+++ Excerpted records
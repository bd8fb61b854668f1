//! Per-provider monthly character accounting.
//!
//! Each provider owns one [`QuotaRecord`] keyed by its `quota_key`. Records
//! only grow within a month and are zeroed once per month, on the first check
//! that falls on or after the provider's `reset_on` day in a new month.

use std::collections::{BTreeMap, VecDeque};
use std::sync::{Arc, Mutex, MutexGuard, PoisonError};

use chrono::{Datelike, Local, NaiveDate};
use serde::{Deserialize, Serialize};
use tracing::{debug, info};

use crate::error::Result;
use crate::settings::{ProviderConfig, KEY_QUOTAS};
use crate::store::{self, SettingsStore, CHANGE_FEED_CAPACITY};

/// Characters consumed by one provider in the current billing month
#[derive(Debug, Clone, Copy, PartialEq, Eq, Default, Serialize, Deserialize)]
pub struct QuotaRecord {
    /// Zero-based calendar month the counter belongs to
    pub month: u32,
    pub characters: u64,
}

/// Outcome of a budget check before spending characters
#[derive(Debug, Clone, Copy, PartialEq, Eq)]
pub enum BudgetCheck {
    Ok { current: u64, requested: u64 },
    Exceeded { current: u64, requested: u64, limit: u64 },
}

/// Usage level of a provider relative to its thresholds
#[derive(Debug, Clone, Copy, PartialEq, Eq, Serialize)]
#[serde(rename_all = "lowercase")]
pub enum QuotaStatus {
    Normal,
    Warning,
    Stopped,
}

type Clock = Box<dyn Fn() -> NaiveDate + Send + Sync>;

type Records = BTreeMap<String, QuotaRecord>;

pub struct QuotaLedger {
    records: Mutex<Records>,
    /// Snapshots this ledger wrote whose change-feed echo has not been seen, oldest first
    written: Mutex<VecDeque<Records>>,
    store: Arc<dyn SettingsStore>,
    clock: Clock,
}

impl QuotaLedger {
    /// Load quota records from the store
    pub async fn load(store: Arc<dyn SettingsStore>) -> Result<Self> {
        Self::load_with_clock(store, Box::new(|| Local::now().date_naive())).await
    }

    pub async fn load_with_clock(store: Arc<dyn SettingsStore>, clock: Clock) -> Result<Self> {
        let records: BTreeMap<String, QuotaRecord> =
            store::get_as(store.as_ref(), KEY_QUOTAS).await?.unwrap_or_default();
        debug!("Loaded {} quota records", records.len());
        Ok(Self {
            records: Mutex::new(records),
            written: Mutex::new(VecDeque::new()),
            store,
            clock,
        })
    }

    fn records(&self) -> MutexGuard<'_, BTreeMap<String, QuotaRecord>> {
        self.records.lock().unwrap_or_else(PoisonError::into_inner)
    }

    fn written(&self) -> MutexGuard<'_, VecDeque<Records>> {
        self.written.lock().unwrap_or_else(PoisonError::into_inner)
    }

    async fn persist(&self) -> Result<()> {
        let snapshot = self.records().clone();
        {
            let mut written = self.written();
            if written.len() >= CHANGE_FEED_CAPACITY {
                written.pop_front();
            }
            written.push_back(snapshot.clone());
        }

        let result = store::set_as(self.store.as_ref(), KEY_QUOTAS, &snapshot).await;
        if result.is_err() {
            let mut written = self.written();
            if let Some(position) = written.iter().rposition(|w| *w == snapshot) {
                written.remove(position);
            }
        }
        result
    }

    /// Match a quotas change from the store feed against this ledger's own writes
    ///
    /// Returns true, and forgets that write and every older one, when `records`
    /// is one of them. Anything else was written by another party.
    pub fn acknowledge_echo(&self, records: &Records) -> bool {
        let mut written = self.written();
        match written.iter().position(|w| w == records) {
            Some(position) => {
                written.drain(..=position);
                true
            }
            None => false,
        }
    }

    pub fn today(&self) -> NaiveDate {
        (self.clock)()
    }

    pub fn record(&self, quota_key: &str) -> Option<QuotaRecord> {
        self.records().get(quota_key).copied()
    }

    pub fn snapshot(&self) -> BTreeMap<String, QuotaRecord> {
        self.records().clone()
    }

    /// Replace in-memory records with values written by another party
    pub fn replace(&self, records: BTreeMap<String, QuotaRecord>) {
        *self.records() = records;
    }

    /// Check whether `additional` characters fit in the provider's budget
    pub fn check_budget(&self, provider: &ProviderConfig, additional: u64) -> BudgetCheck {
        let current = self.record(&provider.quota_key).map_or(0, |r| r.characters);
        if provider.stop_after > 0 && current.saturating_add(additional) > provider.stop_after {
            BudgetCheck::Exceeded {
                current,
                requested: additional,
                limit: provider.stop_after,
            }
        } else {
            BudgetCheck::Ok { current, requested: additional }
        }
    }

    /// Add consumed characters and persist before returning
    pub async fn consume(&self, provider: &ProviderConfig, characters: u64) -> Result<QuotaRecord> {
        let month = self.today().month0();
        let (record, changed) = {
            let mut records = self.records();
            let mut changed = false;
            let record = records.entry(provider.quota_key.clone()).or_insert_with(|| {
                changed = true;
                QuotaRecord { month, characters: 0 }
            });
            if characters > 0 {
                record.characters = record.characters.saturating_add(characters);
                changed = true;
            }
            (*record, changed)
        };

        if changed {
            self.persist().await?;
            debug!("Quota {} now at {} characters", provider.quota_key, record.characters);
        }
        Ok(record)
    }

    /// Zero records whose provider reached its reset day in a new month
    ///
    /// Returns true if any record changed.
    pub async fn reset_if_due(&self, providers: &[ProviderConfig], now: NaiveDate) -> Result<bool> {
        let month = now.month0();
        let day = now.day();

        let any_reset = {
            let mut records = self.records();
            let mut any_reset = false;
            for provider in providers {
                if let Some(record) = records.get_mut(&provider.quota_key) {
                    if record.month != month && day >= provider.reset_on {
                        info!("Reset quota for {} ({} characters used last cycle)",
                              provider.quota_key, record.characters);
                        record.month = month;
                        record.characters = 0;
                        any_reset = true;
                    }
                }
            }
            any_reset
        };

        if any_reset {
            self.persist().await?;
        }
        Ok(any_reset)
    }

    /// Overwrite a provider's counter for the current month
    pub async fn set_characters(&self, quota_key: &str, characters: u64) -> Result<QuotaRecord> {
        let record = QuotaRecord { month: self.today().month0(), characters };
        self.records().insert(quota_key.to_string(), record);
        self.persist().await?;
        info!("Quota {} set to {} characters", quota_key, characters);
        Ok(record)
    }

    /// Drop records whose key is not in `valid_keys`, returning how many were removed
    pub async fn retain(&self, valid_keys: &[&str]) -> Result<usize> {
        let removed = {
            let mut records = self.records();
            let before = records.len();
            records.retain(|key, _| valid_keys.contains(&key.as_str()));
            before - records.len()
        };
        if removed > 0 {
            self.persist().await?;
        }
        Ok(removed)
    }

    pub fn status(&self, provider: &ProviderConfig) -> QuotaStatus {
        let characters = self.record(&provider.quota_key).map_or(0, |r| r.characters);
        if provider.stop_after > 0 && characters >= provider.stop_after {
            QuotaStatus::Stopped
        } else if provider.warn_after > 0 && characters > provider.warn_after {
            QuotaStatus::Warning
        } else {
            QuotaStatus::Normal
        }
    }
}

#[cfg(test)]
mod tests {
    use super::*;
    use crate::settings::Service;
    use crate::store::MemoryStore;
    use serde_json::json;

    fn provider(key: &str, stop_after: u64, reset_on: u32) -> ProviderConfig {
        let mut provider = ProviderConfig::new(Service::Azure, "k");
        provider.quota_key = key.to_string();
        provider.stop_after = stop_after;
        provider.warn_after = 0;
        provider.reset_on = reset_on;
        provider
    }

    fn date(y: i32, m: u32, d: u32) -> NaiveDate {
        NaiveDate::from_ymd_opt(y, m, d).unwrap()
    }

    async fn ledger_on(store: Arc<MemoryStore>, today: NaiveDate) -> QuotaLedger {
        QuotaLedger::load_with_clock(store, Box::new(move || today)).await.unwrap()
    }

    #[tokio::test]
    async fn test_consume_creates_and_persists_record() {
        let store = Arc::new(MemoryStore::new());
        let ledger = ledger_on(store.clone(), date(2024, 3, 10)).await;
        let azure = provider("qa", 0, 1);

        let record = ledger.consume(&azure, 12).await.unwrap();
        assert_eq!(record, QuotaRecord { month: 2, characters: 12 });

        let record = ledger.consume(&azure, 5).await.unwrap();
        assert_eq!(record.characters, 17);
        assert_eq!(
            store.get(KEY_QUOTAS).await.unwrap(),
            Some(json!({"qa": {"month": 2, "characters": 17}}))
        );
    }

    #[tokio::test]
    async fn test_check_budget_respects_stop_after() {
        let store = Arc::new(MemoryStore::new());
        let ledger = ledger_on(store, date(2024, 3, 10)).await;
        let limited = provider("qa", 10, 1);
        let unlimited = provider("qb", 0, 1);

        ledger.consume(&limited, 8).await.unwrap();
        assert!(matches!(ledger.check_budget(&limited, 2), BudgetCheck::Ok { current: 8, .. }));
        assert_eq!(
            ledger.check_budget(&limited, 5),
            BudgetCheck::Exceeded { current: 8, requested: 5, limit: 10 }
        );
        assert!(matches!(ledger.check_budget(&unlimited, u64::MAX), BudgetCheck::Ok { .. }));
    }

    #[tokio::test]
    async fn test_reset_happens_once_per_month_on_reset_day() {
        let store = Arc::new(MemoryStore::new());
        let ledger = ledger_on(store, date(2024, 3, 10)).await;
        let billing = provider("qa", 0, 15);
        ledger.consume(&billing, 100).await.unwrap();

        // Same month: nothing to do
        assert!(!ledger.reset_if_due(&[billing.clone()], date(2024, 3, 31)).await.unwrap());
        // New month, before the reset day
        assert!(!ledger.reset_if_due(&[billing.clone()], date(2024, 4, 14)).await.unwrap());
        assert_eq!(ledger.record("qa").unwrap().characters, 100);

        assert!(ledger.reset_if_due(&[billing.clone()], date(2024, 4, 15)).await.unwrap());
        assert_eq!(ledger.record("qa").unwrap(), QuotaRecord { month: 3, characters: 0 });

        ledger.consume(&billing, 7).await.unwrap();
        assert!(!ledger.reset_if_due(&[billing.clone()], date(2024, 4, 20)).await.unwrap());
        assert_eq!(ledger.record("qa").unwrap().characters, 7);
    }

    #[tokio::test]
    async fn test_reset_skips_providers_without_records() {
        let store = Arc::new(MemoryStore::new());
        let ledger = ledger_on(store.clone(), date(2024, 3, 10)).await;
        assert!(!ledger.reset_if_due(&[provider("none", 0, 1)], date(2024, 5, 1)).await.unwrap());
        assert_eq!(store.get(KEY_QUOTAS).await.unwrap(), None);
    }

    #[tokio::test]
    async fn test_status_thresholds() {
        let store = Arc::new(MemoryStore::new());
        let ledger = ledger_on(store, date(2024, 3, 10)).await;
        let mut watched = provider("qa", 100, 1);
        watched.warn_after = 50;

        assert_eq!(ledger.status(&watched), QuotaStatus::Normal);
        ledger.consume(&watched, 50).await.unwrap();
        assert_eq!(ledger.status(&watched), QuotaStatus::Normal);
        ledger.consume(&watched, 1).await.unwrap();
        assert_eq!(ledger.status(&watched), QuotaStatus::Warning);
        ledger.consume(&watched, 49).await.unwrap();
        assert_eq!(ledger.status(&watched), QuotaStatus::Stopped);
    }

    #[tokio::test]
    async fn test_set_characters_and_retain() {
        let store = Arc::new(MemoryStore::new());
        let ledger = ledger_on(store.clone(), date(2024, 7, 1)).await;
        ledger.set_characters("keep", 40).await.unwrap();
        ledger.set_characters("drop", 3).await.unwrap();

        assert_eq!(ledger.retain(&["keep"]).await.unwrap(), 1);
        assert_eq!(ledger.retain(&["keep"]).await.unwrap(), 0);
        assert_eq!(
            store.get(KEY_QUOTAS).await.unwrap(),
            Some(json!({"keep": {"month": 6, "characters": 40}}))
        );
    }

    #[tokio::test]
    async fn test_acknowledge_echo_matches_own_writes_in_order() {
        let store = Arc::new(MemoryStore::new());
        let ledger = ledger_on(store, date(2024, 3, 10)).await;
        let azure = provider("qa", 0, 1);

        ledger.consume(&azure, 10).await.unwrap();
        let first = ledger.snapshot();
        ledger.consume(&azure, 10).await.unwrap();
        let second = ledger.snapshot();

        let foreign = BTreeMap::from([("qa".to_string(), QuotaRecord { month: 2, characters: 3 })]);
        assert!(!ledger.acknowledge_echo(&foreign));

        assert!(ledger.acknowledge_echo(&first));
        assert!(ledger.acknowledge_echo(&second));
        // Each write is echoed once
        assert!(!ledger.acknowledge_echo(&first));
        assert_eq!(ledger.record("qa").unwrap().characters, 20);
    }
}
use serde::{Deserialize, Serialize};
use std::path::{Path, PathBuf};
use std::time::Duration;
use crate::error::{Result, TranspassError};

// Default values for engine configuration
fn default_persist_delay_ms() -> u64 {
    5_000
}

fn default_timeout_secs() -> u64 {
    30
}

#[derive(Debug, Clone, Serialize, Deserialize)]
pub struct Config {
    pub store: StoreConfig,
    pub engine: EngineConfig,
    pub http: HttpConfig,
    pub endpoints: EndpointConfig,
}

#[derive(Debug, Clone, Serialize, Deserialize)]
pub struct StoreConfig {
    /// Directory holding the settings file and logs
    pub state_dir: PathBuf,
    /// File name of the JSON settings store inside `state_dir`
    pub settings_file: String,
}

#[derive(Debug, Clone, Serialize, Deserialize)]
pub struct EngineConfig {
    /// Quiet window before a dirty cache is pruned and written back
    #[serde(default = "default_persist_delay_ms")]
    pub persist_delay_ms: u64,
}

#[derive(Debug, Clone, Serialize, Deserialize)]
pub struct HttpConfig {
    /// Request timeout for provider calls
    #[serde(default = "default_timeout_secs")]
    pub timeout_secs: u64,
    pub user_agent: String,
}

#[derive(Debug, Clone, Serialize, Deserialize)]
pub struct EndpointConfig {
    /// Base URL of the Azure translator API
    pub azure: String,
    /// Base URL of the Google Cloud translation API
    pub google: String,
}

impl Default for Config {
    fn default() -> Self {
        Self {
            store: StoreConfig {
                state_dir: PathBuf::from(".transpass"),
                settings_file: "settings.json".to_string(),
            },
            engine: EngineConfig {
                persist_delay_ms: default_persist_delay_ms(),
            },
            http: HttpConfig {
                timeout_secs: default_timeout_secs(),
                user_agent: concat!("transpass/", env!("CARGO_PKG_VERSION")).to_string(),
            },
            endpoints: EndpointConfig::default(),
        }
    }
}

impl Default for EndpointConfig {
    fn default() -> Self {
        Self {
            azure: "https://api.cognitive.microsofttranslator.com".to_string(),
            google: "https://translation.googleapis.com".to_string(),
        }
    }
}

impl Config {
    pub fn from_file<P: AsRef<Path>>(path: P) -> Result<Self> {
        let content = std::fs::read_to_string(path)
            .map_err(|e| TranspassError::Config(format!("Failed to read config file: {}", e)))?;

        Ok(toml::from_str(&content)?)
    }

    pub fn save_to_file<P: AsRef<Path>>(&self, path: P) -> Result<()> {
        let content = toml::to_string_pretty(self)
            .map_err(|e| TranspassError::Config(format!("Failed to serialize config: {}", e)))?;

        std::fs::write(path, content)
            .map_err(|e| TranspassError::Config(format!("Failed to write config file: {}", e)))?;

        Ok(())
    }

    pub fn settings_path(&self) -> PathBuf {
        self.store.state_dir.join(&self.store.settings_file)
    }

    pub fn log_dir(&self) -> PathBuf {
        self.store.state_dir.join("log")
    }

    pub fn persist_delay(&self) -> Duration {
        Duration::from_millis(self.engine.persist_delay_ms)
    }

    pub fn http_timeout(&self) -> Duration {
        Duration::from_secs(self.http.timeout_secs)
    }
}

#[cfg(test)]
mod tests {
    use super::*;

    #[test]
    fn test_config_round_trips_through_file() {
        let dir = tempfile::tempdir().unwrap();
        let path = dir.path().join("transpass.toml");

        let mut config = Config::default();
        config.engine.persist_delay_ms = 250;
        config.endpoints.google = "http://localhost:9000".to_string();
        config.save_to_file(&path).unwrap();

        let loaded = Config::from_file(&path).unwrap();
        assert_eq!(loaded.persist_delay(), Duration::from_millis(250));
        assert_eq!(loaded.endpoints.google, "http://localhost:9000");
        assert_eq!(loaded.settings_path(), PathBuf::from(".transpass/settings.json"));
    }

    #[test]
    fn test_missing_optional_fields_use_defaults() {
        let content = r#"
[store]
state_dir = "/tmp/tp"
settings_file = "s.json"

[engine]

[http]
user_agent = "test"

[endpoints]
azure = "http://a"
google = "http://g"
"#;
        let config: Config = toml::from_str(content).unwrap();
        assert_eq!(config.engine.persist_delay_ms, 5_000);
        assert_eq!(config.http.timeout_secs, 30);
    }

    #[test]
    fn test_malformed_file_is_a_toml_error() {
        let dir = tempfile::tempdir().unwrap();
        let path = dir.path().join("transpass.toml");
        std::fs::write(&path, "[store\nstate_dir = 1").unwrap();

        assert!(matches!(Config::from_file(&path), Err(TranspassError::Toml(_))));
        assert!(matches!(
            Config::from_file(dir.path().join("missing.toml")),
            Err(TranspassError::Config(_))
        ));
    }
}
use std::collections::BTreeMap;
use std::sync::{Arc, PoisonError, RwLock, RwLockReadGuard, Weak};
use std::time::Duration;

use serde::{Deserialize, Serialize};
use tokio::sync::broadcast::error::RecvError;
use tokio::task::JoinHandle;
use tracing::{debug, info, warn};

use crate::cache::CacheRegistry;
use crate::error::Result;
use crate::provider::ProviderFactory;
use crate::quota::{QuotaLedger, QuotaRecord, QuotaStatus};
use crate::router::{ProviderRouter, RouteRequest, TranslateResponse};
use crate::settings::{
    Override, ProviderConfig, Service, Settings, DEFAULT_CACHE_NAME, KEY_CACHE_SIZE, KEY_OVERRIDES, KEY_PROVIDERS,
    KEY_QUOTAS, KEY_TARGET,
};
use crate::store::{SettingsStore, StoreChange};

#[derive(Debug, Clone)]
pub struct EngineOptions {
    /// Quiet window before dirty caches are written back
    pub persist_delay: Duration,
}

impl Default for EngineOptions {
    fn default() -> Self {
        Self {
            persist_delay: Duration::from_secs(5),
        }
    }
}

/// A caller's translation request
#[derive(Debug, Clone, Default, Serialize, Deserialize)]
#[serde(rename_all = "camelCase")]
pub struct TranslateRequest {
    /// Target language; the configured default when absent
    pub target: Option<String>,
    pub inputs: Vec<String>,
    /// Page the inputs came from, used to pick an override
    pub url: Option<String>,
    /// Explicit user action rather than automatic page translation
    #[serde(default)]
    pub manual: bool,
}

/// Usage summary for one configured provider
#[derive(Debug, Clone, PartialEq, Serialize)]
#[serde(rename_all = "camelCase")]
pub struct QuotaReport {
    pub id: String,
    pub service: Service,
    pub enabled: bool,
    pub characters: u64,
    pub warn_after: u64,
    pub stop_after: u64,
    pub reset_on: u32,
    pub status: QuotaStatus,
}

/// Translation engine bound to one settings store
pub struct Engine {
    store: Arc<dyn SettingsStore>,
    settings: RwLock<Settings>,
    ledger: Arc<QuotaLedger>,
    caches: Arc<CacheRegistry>,
    router: ProviderRouter,
}

impl Engine {
    /// Load settings and quotas, and apply any quota reset that is due
    pub async fn open(
        store: Arc<dyn SettingsStore>,
        factory: Arc<dyn ProviderFactory>,
        options: EngineOptions,
    ) -> Result<Arc<Self>> {
        let ledger = Arc::new(QuotaLedger::load(Arc::clone(&store)).await?);
        Self::with_ledger(store, factory, ledger, options).await
    }

    /// Open with an already loaded ledger
    pub async fn with_ledger(
        store: Arc<dyn SettingsStore>,
        factory: Arc<dyn ProviderFactory>,
        ledger: Arc<QuotaLedger>,
        options: EngineOptions,
    ) -> Result<Arc<Self>> {
        let settings = Settings::load(store.as_ref()).await?;
        ledger.reset_if_due(&settings.providers, ledger.today()).await?;

        let caches = Arc::new(CacheRegistry::new(Arc::clone(&store), options.persist_delay));
        let router = ProviderRouter::new(Arc::clone(&caches), Arc::clone(&ledger), factory);

        info!("Engine ready: target {}, {} providers, {} overrides",
              settings.target, settings.providers.len(), settings.overrides.len());

        Ok(Arc::new(Self {
            store,
            settings: RwLock::new(settings),
            ledger,
            caches,
            router,
        }))
    }

    fn read_settings(&self) -> RwLockReadGuard<'_, Settings> {
        self.settings.read().unwrap_or_else(PoisonError::into_inner)
    }

    fn update_settings(&self, update: impl FnOnce(&mut Settings)) {
        let mut settings = self.settings.write().unwrap_or_else(PoisonError::into_inner);
        update(&mut *settings);
    }

    pub fn settings(&self) -> Settings {
        self.read_settings().clone()
    }

    pub fn ledger(&self) -> &QuotaLedger {
        &self.ledger
    }

    pub fn caches(&self) -> &CacheRegistry {
        &self.caches
    }

    /// First override matching `url`
    pub fn find_override(&self, url: &str) -> Option<Override> {
        self.read_settings().find_override(url).cloned()
    }

    pub async fn translate(&self, request: TranslateRequest) -> Result<TranslateResponse> {
        let settings = self.settings();
        self.ledger.reset_if_due(&settings.providers, self.ledger.today()).await?;

        let target = request
            .target
            .as_deref()
            .filter(|target| !target.trim().is_empty())
            .unwrap_or(&settings.target);
        let rule = request.url.as_deref().and_then(|url| settings.find_override(url));
        let selector = settings.cache_selector(rule);

        debug!("Translating {} inputs to {} using {}", request.inputs.len(), target, selector.name);
        let response = self
            .router
            .translate(RouteRequest {
                target,
                inputs: &request.inputs,
                cache: &selector,
                providers: &settings.providers,
                manual: request.manual,
            })
            .await?;

        if let Some(error) = &response.error {
            warn!("Translation to {} incomplete: {}", target, error);
        }
        Ok(response)
    }

    /// Empty the default cache or a named one
    pub async fn flush_cache(&self, name: Option<&str>) -> Result<()> {
        self.caches.clear(name.unwrap_or(DEFAULT_CACHE_NAME)).await
    }

    /// Manually correct a provider's usage for the current month
    pub async fn set_quota(&self, quota_key: &str, characters: u64) -> Result<QuotaRecord> {
        self.ledger.set_characters(quota_key, characters).await
    }

    pub fn quota_report(&self) -> Vec<QuotaReport> {
        self.read_settings()
            .providers
            .iter()
            .map(|provider| QuotaReport {
                id: provider.id().to_string(),
                service: provider.service,
                enabled: provider.enabled,
                characters: self.ledger.record(&provider.quota_key).map_or(0, |r| r.characters),
                warn_after: provider.warn_after,
                stop_after: provider.stop_after,
                reset_on: provider.reset_on,
                status: self.ledger.status(provider),
            })
            .collect()
    }

    /// Persist new settings and bring quotas and caches in line with them
    pub async fn save_settings(&self, settings: Settings) -> Result<()> {
        settings.validate()?;

        let quota_keys: Vec<&str> = settings.providers.iter().map(|p| p.quota_key.as_str()).collect();
        let dropped = self.ledger.retain(&quota_keys).await?;
        if dropped > 0 {
            info!("Dropped {} quota records of removed providers", dropped);
        }

        let dedicated: Vec<&Override> = settings.overrides.iter().filter(|o| o.dedicated_cache).collect();
        let orphaned: Vec<String> = self
            .caches
            .stored_names()
            .await?
            .into_iter()
            .filter(|name| name != DEFAULT_CACHE_NAME)
            .filter(|name| !dedicated.iter().any(|o| &o.dedicated_cache_name == name))
            .collect();
        self.caches.delete(&orphaned).await?;

        self.caches.truncate(DEFAULT_CACHE_NAME, settings.cache_size).await?;
        for rule in &dedicated {
            self.caches.truncate(&rule.dedicated_cache_name, rule.dedicated_cache_size).await?;
        }

        self.store.set_many(settings.to_entries()?).await?;
        self.update_settings(|current| *current = settings);
        info!("Settings saved");
        Ok(())
    }

    /// Apply one externally written key to the in-memory state
    pub fn apply_change(&self, change: &StoreChange) -> Result<()> {
        let value = change.new_value.clone();
        match change.key.as_str() {
            KEY_TARGET => {
                let target = match value {
                    Some(value) => serde_json::from_value(value)?,
                    None => Settings::default().target,
                };
                self.update_settings(|s| s.target = target);
            }
            KEY_CACHE_SIZE => {
                let cache_size = match value {
                    Some(value) => serde_json::from_value(value)?,
                    None => Settings::default().cache_size,
                };
                self.update_settings(|s| s.cache_size = cache_size);
            }
            KEY_OVERRIDES => {
                let overrides: Vec<Override> = value.map(serde_json::from_value).transpose()?.unwrap_or_default();
                self.update_settings(|s| s.overrides = overrides);
            }
            KEY_PROVIDERS => {
                let providers: Vec<ProviderConfig> = value.map(serde_json::from_value).transpose()?.unwrap_or_default();
                self.update_settings(|s| s.providers = providers);
            }
            KEY_QUOTAS => {
                let records: BTreeMap<String, QuotaRecord> = value.map(serde_json::from_value).transpose()?.unwrap_or_default();
                if self.ledger.acknowledge_echo(&records) {
                    debug!("Skipped echo of own quota write");
                    return Ok(());
                }
                if records != self.ledger.snapshot() {
                    self.ledger.replace(records);
                }
            }
            _ => return Ok(()),
        }
        debug!("Applied external change to {}", change.key);
        Ok(())
    }

    /// Re-read every settings key and the quota records
    pub async fn reload(&self) -> Result<()> {
        let settings = Settings::load(self.store.as_ref()).await?;
        let records: BTreeMap<String, QuotaRecord> = crate::store::get_as(self.store.as_ref(), KEY_QUOTAS).await?.unwrap_or_default();
        self.update_settings(|current| *current = settings);
        self.ledger.replace(records);
        Ok(())
    }

    /// Follow the store's change feed until the engine is dropped
    pub fn watch(self: &Arc<Self>) -> JoinHandle<()> {
        let mut changes = self.store.subscribe();
        let engine: Weak<Self> = Arc::downgrade(self);

        tokio::spawn(async move {
            loop {
                let received = changes.recv().await;
                let Some(engine) = engine.upgrade() else {
                    return;
                };
                let applied = match received {
                    Ok(change) => engine.apply_change(&change),
                    Err(RecvError::Lagged(missed)) => {
                        warn!("Missed {} settings changes, reloading", missed);
                        engine.reload().await
                    }
                    Err(RecvError::Closed) => return,
                };
                if let Err(e) = applied {
                    warn!("Failed to apply settings change: {}", e);
                }
            }
        })
    }

    /// Write every pending cache flush immediately
    pub async fn shutdown(&self) -> Result<()> {
        self.caches.flush_all().await
    }
}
++++++
§ What is required: Find the word "VecDeque" in the entries, and copy every line it shows up in.

§ Answer to the exercise:
use std::collections::{BTreeMap, VecDeque};
    written: Mutex<VecDeque<Records>>,
            written: Mutex::new(VecDeque::new()),
    fn written(&self) -> MutexGuard<'_, VecDeque<Records>> {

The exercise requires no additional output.